Tel a été le message du Premier ministre devant l’Assemblée nationale. Telle pourrait être qualifiée l’attente des Maliens vis-à-vis de l’action gouvernementale
Il faut nous faire à cette idée et donc accepter sans restrictions toutes les conséquences qui en découlent : le Mali est définitivement entré dans une nouvelle séquence de son Histoire, mais personne ne peut aujourd’hui véritablement estimer la capacité de notre pays à s’adapter aux réalités inédites qu’il affronte. Nous n’avons en fait d’autre choix que celui d’acquérir de nouvelles certitudes dans l’action en gardant à l’esprit que notre droit à l’erreur est restreint, que le temps n’est en aucun cas notre meilleur allié et que nous nous trouvons dans la nécessité de mener de front un triple exercice de réflexion, de réforme et de rupture. De réflexion sur les décisions, les actes et les comportements qui ont précipité le pays vers la double épreuve subie en 2012 ; de réforme pour porter enfin remède à des maux identifiés de longue date, mais qui ont été jusqu’à présent soumis à un traitement prodigué à doses homéopathiques et intermittentes ; de rupture enfin d’avec l’engourdissement qui a gagné le pays aux cours de ces dernières années et qui pousse le citoyen ordinaire désabusé à s’investir uniquement dans sa propre survie.
Ce que nous entamons et ce qui nous attend n’est ni simple, ni évident. C’est pourquoi, il n’est pas inutile de nous interroger en permanence. Non pas pour différer le moment d’aborder l’obstacle, mais pour éviter de se fracasser sur celui-ci. S’il y a une grande question qui domine toutes les autres, c’est bien celle du juste équilibre à établir dans tout ce qui sera entrepris. Comment abandonner les laxismes anciens et la permissivité sans nous départir des vertus traditionnelles de pondération et de tolérance qui nous ont permis de rétablir tant de situations compromises ? Jusqu’où pousser l’autocritique et la remise en cause sans tomber dans l’auto-flagellation et se désarmer soi-même moralement ? Qu’abandonner des projets mirifiques de naguère sans donner l’impression d’abdiquer de l’ambition ? Comment éviter que l’obsession de la cadence à observer ne favorise un volontarisme forcené qui lui-même produira « les impasses le lendemain » (selon l’expression utilisée il y a une semaine par le Premier ministre) ?
L’IMPUISSANCE ET L’INDIFFÉRENCE. Ces questionnements ne sont pas bénins, mais, comme nous le disions plus haut, il faut les poser tout en avançant.
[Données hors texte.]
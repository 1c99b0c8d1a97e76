use serde::{Deserialize, Serialize};

/// A timestamped span of speech, in seconds from the start of the source audio.
#[derive(Debug, Clone, PartialEq, Serialize, Deserialize)]
pub struct Segment {
    pub start: f64,
    pub end: f64,
    pub original_text: String,
    pub translated_text: String,
}

impl Segment {
    pub fn new(start: f64, end: f64, text: impl Into<String>) -> Self {
        Self {
            start,
            end,
            original_text: text.into(),
            translated_text: String::new(),
        }
    }

    pub fn duration(&self) -> f64 {
        self.end - self.start
    }

    pub fn with_translation(mut self, translated: impl Into<String>) -> Self {
        self.translated_text = translated.into();
        self
    }
}

/// Ordered source-language segments for one audio file.
#[derive(Debug, Clone, Default, PartialEq, Serialize, Deserialize)]
pub struct Transcript {
    pub language: Option<String>,
    pub segments: Vec<Segment>,
}

impl Transcript {
    /// Builds a transcript whose segments satisfy `start <= end` and appear in
    /// non-decreasing `start` order.
    pub fn normalized(language: Option<String>, mut segments: Vec<Segment>) -> Self {
        for segment in &mut segments {
            segment.original_text = segment.original_text.trim().to_string();
            if segment.start < 0.0 {
                segment.start = 0.0;
            }
            if segment.end < segment.start {
                segment.end = segment.start;
            }
        }
        segments.sort_by(|a, b| a.start.total_cmp(&b.start));
        Self { language, segments }
    }

    pub fn is_empty(&self) -> bool {
        self.segments.is_empty()
    }

    pub fn len(&self) -> usize {
        self.segments.len()
    }

    /// End of the last segment, i.e. the span of source speech covered.
    pub fn speech_end(&self) -> f64 {
        self.segments.iter().map(|s| s.end).fold(0.0, f64::max)
    }

    pub fn full_text(&self) -> String {
        self.segments
            .iter()
            .map(|s| s.original_text.as_str())
            .filter(|t| !t.is_empty())
            .collect::<Vec<_>>()
            .join(" ")
    }
}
Sinon, comme le disait le ministre français feu Couve de Murville, à force d’annoncer ce que nous allons faire, nous ne faisons plus ce que nous avons annoncé. Ce n’est certainement pas le péril de l’immobilisme qui guette Moussa Mara si l’on en juge par l’intonation globale de la Déclaration de politique générale présentée la semaine dernière aux députés. Devançant certaines critiques, le chef du gouvernement a expliqué qu’il avait délibérément opté pour un document très long pour être pris au mot et pour être évalué sur la réalisation des actions annoncées.
A cet égard, la DPG devrait combler les députés soucieux d’assurer un contrôle méticuleux de l’action gouvernementale. La soixantaine de pages qui leur ont été fournies leur permettront de suivre aisément, au cours des quatre prochaines années, les avancées ou les retards dans l’exécution du programme de travail gouvernemental. En dehors du choix fait pour un document d’une longueur inusitée, le Premier ministre a indiscutablement apposé sa marque dans la formulation de certaines remarques. Le chef du gouvernement a mis dans celles-ci les constats issus non pas de sa courte expérience ministérielle, mais de sa pratique en tant que maire d’une des grosses et complexes communes de Bamako, de politique désireux de comprendre la situation au Nord du Mali et qui n’a pas ménagé ses déplacements sur le terrain (auprès des réfugiés notamment) pour pouvoir alimenter sa propre analyse ; et enfin d’intellectuel frappé par la déliquescence continue de l’Etat et surtout par la montée du phénomène que certains théoriciens ont désigné comme une « démocratie déceptive ». Dans cette démocratie, le citoyen, lassé de subir l’impuissance et l’indifférence des pouvoirs publics, s’affranchit lui-même des règles et des lois en vigueur et se donne le droit de chercher les solutions les mieux adaptées à son seul confort. Peu importe à ce citoyen si sa démarche profondément individualiste lèse l’intérêt commun puisqu’il ne se sent plus lié à aucun ensemble.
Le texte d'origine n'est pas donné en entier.